Two Stage Object Detection

Aawetzel · Sep 15, 2022

I’ve been attempting to get this two-stage neural network model working and I have been simplifying but nothing works. It appears to get 4 frames in and then hangs up. I have attempted using the loopback approach and other sync approaches as found in different online examples and experiments. Would you mind looking at the simplified pipeline I am running and let me know if anything is broken, or if it is simply hanging up because the second network is too slow?

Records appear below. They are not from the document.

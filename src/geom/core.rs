use std::ops::{Add, Mul, Sub};

use super::error::GeomError;

// ─────────────────────────────────────────────────────────────────────────────
// Vec3
// ─────────────────────────────────────────────────────────────────────────────

#[derive(Debug, Clone, Copy, PartialEq)]
pub struct Vec3 {
    pub x: f64,
    pub y: f64,
    pub z: f64,
}

impl Vec3 {
    #[must_use]
    pub const fn new(x: f64, y: f64, z: f64) -> Self {
        Self { x, y, z }
    }

    #[must_use]
    pub fn length(self) -> f64 {
        self.dot(self).sqrt()
    }

    #[must_use]
    pub const fn length_squared(self) -> f64 {
        self.dot(self)
    }

    #[must_use]
    pub const fn dot(self, rhs: Self) -> f64 {
        self.x * rhs.x + self.y * rhs.y + self.z * rhs.z
    }
}

impl Mul<f64> for Vec3 {
    type Output = Self;
    fn mul(self, rhs: f64) -> Self::Output {
        Self::new(self.x * rhs, self.y * rhs, self.z * rhs)
    }
}

// ─────────────────────────────────────────────────────────────────────────────
// Point3
// ─────────────────────────────────────────────────────────────────────────────

/// A streamline vertex, in voxel or millimeter coordinates.
#[derive(Debug, Clone, Copy, PartialEq, serde::Serialize, serde::Deserialize)]
pub struct Point3 {
    pub x: f64,
    pub y: f64,
    pub z: f64,
}

impl Point3 {
    /// The origin point (0, 0, 0).
    pub const ORIGIN: Self = Self::new(0.0, 0.0, 0.0);

    #[must_use]
    pub const fn new(x: f64, y: f64, z: f64) -> Self {
        Self { x, y, z }
    }

    /// Converts a row of reals into a point. The row must hold exactly
    /// three values.
    pub fn try_from_slice(row: &[f64]) -> Result<Self, GeomError> {
        match row {
            [x, y, z] => Ok(Self::new(*x, *y, *z)),
            _ => Err(GeomError::InvalidPointShape { found: row.len() }),
        }
    }

    #[must_use]
    pub const fn add_vec(self, v: Vec3) -> Self {
        Self::new(self.x + v.x, self.y + v.y, self.z + v.z)
    }

    #[must_use]
    pub const fn sub_point(self, rhs: Self) -> Vec3 {
        Vec3::new(self.x - rhs.x, self.y - rhs.y, self.z - rhs.z)
    }

    /// Returns `self * (1 - t) + rhs * t`.
    #[must_use]
    pub fn lerp(self, rhs: Self, t: f64) -> Self {
        Self::new(
            self.x + (rhs.x - self.x) * t,
            self.y + (rhs.y - self.y) * t,
            self.z + (rhs.z - self.z) * t,
        )
    }

    #[must_use]
    pub fn distance_to(self, other: Self) -> f64 {
        self.sub_point(other).length()
    }

    /// Bitwise identity of all three coordinates.
    #[must_use]
    pub fn bits_eq(self, other: Self) -> bool {
        self.x.to_bits() == other.x.to_bits()
            && self.y.to_bits() == other.y.to_bits()
            && self.z.to_bits() == other.z.to_bits()
    }
}

impl Add<Vec3> for Point3 {
    type Output = Self;
    fn add(self, rhs: Vec3) -> Self::Output {
        self.add_vec(rhs)
    }
}

impl Sub for Point3 {
    type Output = Vec3;
    fn sub(self, rhs: Self) -> Self::Output {
        self.sub_point(rhs)
    }
}

// ─────────────────────────────────────────────────────────────────────────────
// Transform
// ─────────────────────────────────────────────────────────────────────────────

/// A 4x4 affine in row-major order, acting on column vectors.
///
/// Streamline collections use it as the voxel-to-rasmm mapping of their
/// reference volume.
#[derive(Debug, Clone, Copy, PartialEq, serde::Serialize, serde::Deserialize)]
pub struct Transform {
    m: [[f64; 4]; 4],
}

impl Transform {
    #[must_use]
    pub const fn identity() -> Self {
        Self {
            m: [
                [1.0, 0.0, 0.0, 0.0],
                [0.0, 1.0, 0.0, 0.0],
                [0.0, 0.0, 1.0, 0.0],
                [0.0, 0.0, 0.0, 1.0],
            ],
        }
    }

    #[must_use]
    pub const fn from_matrix(m: [[f64; 4]; 4]) -> Self {
        Self { m }
    }

    /// Builds a transform from dynamically sized rows, failing unless the
    /// input is exactly 4x4.
    pub fn try_from_rows<R: AsRef<[f64]>>(rows: &[R]) -> Result<Self, GeomError> {
        if rows.len() != 4 {
            return Err(GeomError::InvalidMatrixShape {
                rows: rows.len(),
                cols: rows.first().map_or(0, |r| r.as_ref().len()),
            });
        }

        let mut m = [[0.0; 4]; 4];
        for (i, row) in rows.iter().enumerate() {
            let row = row.as_ref();
            if row.len() != 4 {
                return Err(GeomError::InvalidMatrixShape {
                    rows: rows.len(),
                    cols: row.len(),
                });
            }
            m[i].copy_from_slice(row);
        }
        Ok(Self { m })
    }

    #[must_use]
    pub const fn translate(offset: Vec3) -> Self {
        Self {
            m: [
                [1.0, 0.0, 0.0, offset.x],
                [0.0, 1.0, 0.0, offset.y],
                [0.0, 0.0, 1.0, offset.z],
                [0.0, 0.0, 0.0, 1.0],
            ],
        }
    }

    #[must_use]
    pub const fn scale(sx: f64, sy: f64, sz: f64) -> Self {
        Self {
            m: [
                [sx, 0.0, 0.0, 0.0],
                [0.0, sy, 0.0, 0.0],
                [0.0, 0.0, sz, 0.0],
                [0.0, 0.0, 0.0, 1.0],
            ],
        }
    }

    /// Matrix product `self * other`: `other` is applied first.
    #[must_use]
    pub fn compose(self, other: Self) -> Self {
        let mut result = Self::identity();
        for i in 0..4 {
            for j in 0..4 {
                result.m[i][j] = self.m[i][0] * other.m[0][j]
                    + self.m[i][1] * other.m[1][j]
                    + self.m[i][2] * other.m[2][j]
                    + self.m[i][3] * other.m[3][j];
            }
        }
        result
    }

    /// Inverse by cofactor expansion. `None` for singular matrices.
    #[must_use]
    pub fn inverse(self) -> Option<Self> {
        let m = &self.m;

        let s0 = m[0][0] * m[1][1] - m[1][0] * m[0][1];
        let s1 = m[0][0] * m[1][2] - m[1][0] * m[0][2];
        let s2 = m[0][0] * m[1][3] - m[1][0] * m[0][3];
        let s3 = m[0][1] * m[1][2] - m[1][1] * m[0][2];
        let s4 = m[0][1] * m[1][3] - m[1][1] * m[0][3];
        let s5 = m[0][2] * m[1][3] - m[1][2] * m[0][3];

        let c5 = m[2][2] * m[3][3] - m[3][2] * m[2][3];
        let c4 = m[2][1] * m[3][3] - m[3][1] * m[2][3];
        let c3 = m[2][1] * m[3][2] - m[3][1] * m[2][2];
        let c2 = m[2][0] * m[3][3] - m[3][0] * m[2][3];
        let c1 = m[2][0] * m[3][2] - m[3][0] * m[2][2];
        let c0 = m[2][0] * m[3][1] - m[3][0] * m[2][1];

        let det = s0 * c5 - s1 * c4 + s2 * c3 + s3 * c2 - s4 * c1 + s5 * c0;
        if !det.is_finite() || det.abs() < 1e-15 {
            return None;
        }
        let inv_det = 1.0 / det;

        Some(Self {
            m: [
                [
                    (m[1][1] * c5 - m[1][2] * c4 + m[1][3] * c3) * inv_det,
                    (-m[0][1] * c5 + m[0][2] * c4 - m[0][3] * c3) * inv_det,
                    (m[3][1] * s5 - m[3][2] * s4 + m[3][3] * s3) * inv_det,
                    (-m[2][1] * s5 + m[2][2] * s4 - m[2][3] * s3) * inv_det,
                ],
                [
                    (-m[1][0] * c5 + m[1][2] * c2 - m[1][3] * c1) * inv_det,
                    (m[0][0] * c5 - m[0][2] * c2 + m[0][3] * c1) * inv_det,
                    (-m[3][0] * s5 + m[3][2] * s2 - m[3][3] * s1) * inv_det,
                    (m[2][0] * s5 - m[2][2] * s2 + m[2][3] * s1) * inv_det,
                ],
                [
                    (m[1][0] * c4 - m[1][1] * c2 + m[1][3] * c0) * inv_det,
                    (-m[0][0] * c4 + m[0][1] * c2 - m[0][3] * c0) * inv_det,
                    (m[3][0] * s4 - m[3][1] * s2 + m[3][3] * s0) * inv_det,
                    (-m[2][0] * s4 + m[2][1] * s2 - m[2][3] * s0) * inv_det,
                ],
                [
                    (-m[1][0] * c3 + m[1][1] * c1 - m[1][2] * c0) * inv_det,
                    (m[0][0] * c3 - m[0][1] * c1 + m[0][2] * c0) * inv_det,
                    (-m[3][0] * s3 + m[3][1] * s1 - m[3][2] * s0) * inv_det,
                    (m[2][0] * s3 - m[2][1] * s1 + m[2][2] * s0) * inv_det,
                ],
            ],
        })
    }

    /// Like [`Transform::inverse`], reporting singularity as an error.
    pub fn try_inverse(self) -> Result<Self, GeomError> {
        self.inverse().ok_or(GeomError::SingularMatrix)
    }

    /// Maps a point through the full homogeneous matrix and divides by the
    /// resulting `w`. For proper affines `w` is 1 and the division is exact.
    #[must_use]
    pub fn apply_point(self, p: Point3) -> Point3 {
        let m = &self.m;
        let x = m[0][0] * p.x + m[0][1] * p.y + m[0][2] * p.z + m[0][3];
        let y = m[1][0] * p.x + m[1][1] * p.y + m[1][2] * p.z + m[1][3];
        let z = m[2][0] * p.x + m[2][1] * p.y + m[2][2] * p.z + m[2][3];
        let w = m[3][0] * p.x + m[3][1] * p.y + m[3][2] * p.z + m[3][3];
        if w == 1.0 || w == 0.0 || !w.is_finite() {
            Point3::new(x, y, z)
        } else {
            Point3::new(x / w, y / w, z / w)
        }
    }

    /// Element-wise comparison against the identity.
    #[must_use]
    pub fn is_identity(self, tol: Tolerance) -> bool {
        let identity = Self::identity();
        self.m
            .iter()
            .flatten()
            .zip(identity.m.iter().flatten())
            .all(|(a, b)| tol.approx_eq_f64(*a, *b))
    }

    #[must_use]
    pub const fn as_matrix(&self) -> &[[f64; 4]; 4] {
        &self.m
    }
}

// ─────────────────────────────────────────────────────────────────────────────
// Tolerance
// ─────────────────────────────────────────────────────────────────────────────

/// Tolerance configuration for geometric comparisons.
#[derive(Debug, Clone, Copy, PartialEq)]
pub struct Tolerance {
    pub eps: f64,
}

impl Tolerance {
    /// Default geometric tolerance (1e-9).
    pub const DEFAULT: Self = Self { eps: 1e-9 };

    /// Degenerate lengths and segments (1e-12).
    pub const ZERO_LENGTH: Self = Self { eps: 1e-12 };

    /// Loose tolerance for coarse comparisons (1e-6).
    pub const LOOSE: Self = Self { eps: 1e-6 };

    #[must_use]
    pub const fn new(eps: f64) -> Self {
        Self { eps }
    }

    #[must_use]
    pub const fn eps_squared(self) -> f64 {
        self.eps * self.eps
    }

    #[must_use]
    pub fn approx_eq_f64(self, a: f64, b: f64) -> bool {
        (a - b).abs() <= self.eps
    }

    #[must_use]
    pub fn approx_eq_point3(self, a: Point3, b: Point3) -> bool {
        a.sub_point(b).length_squared() <= self.eps_squared()
    }

    #[must_use]
    pub fn is_zero_length(self, len: f64) -> bool {
        len.abs() <= self.eps
    }
}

from os.path import dirname
import depthai as dai
import cv2


def frame_norm(img, bounding_box):
    norm_vals = np.full(len(bounding_box), img.shape[0])
    norm_vals[::2] = img.shape[1]
    return (np.clip(np.array(bounding_box), 0, 1) * norm_vals).astype(int)


PATH = os.path.abspath(os.getcwd())
anchors = [10.0, 13.0, 16.0, 30.0, 33.0, 23.0, 30.0, 61.0, 62.0, 45.0, 59.0, 119.0, 116.0, 90.0, 156.0, 198.0, 373.0, 326.0]
masks = {"side40": [0, 1, 2], "side20": [3, 4, 5], "side10": [6, 7, 8]}

# Create Pipeline
pipeline = dai.Pipeline()

# Create Cam
cam = pipeline.create(dai.node.ColorCamera)
cam.setPreviewSize(int(1920), int(1080))
cam.setResolution(dai.ColorCameraProperties.SensorResolution.THE_1080_P)
cam.setColorOrder(dai.ColorCameraProperties.ColorOrder.RGB)
cam.setInterleaved(False)
cam.setFps(10)

# Image Manip
manip = pipeline.createImageManip()
manip.initialConfig.setResize(320, 320)
manip.setMaxOutputFrameSize(320*320*3)
manip.initialConfig.setKeepAspectRatio(False)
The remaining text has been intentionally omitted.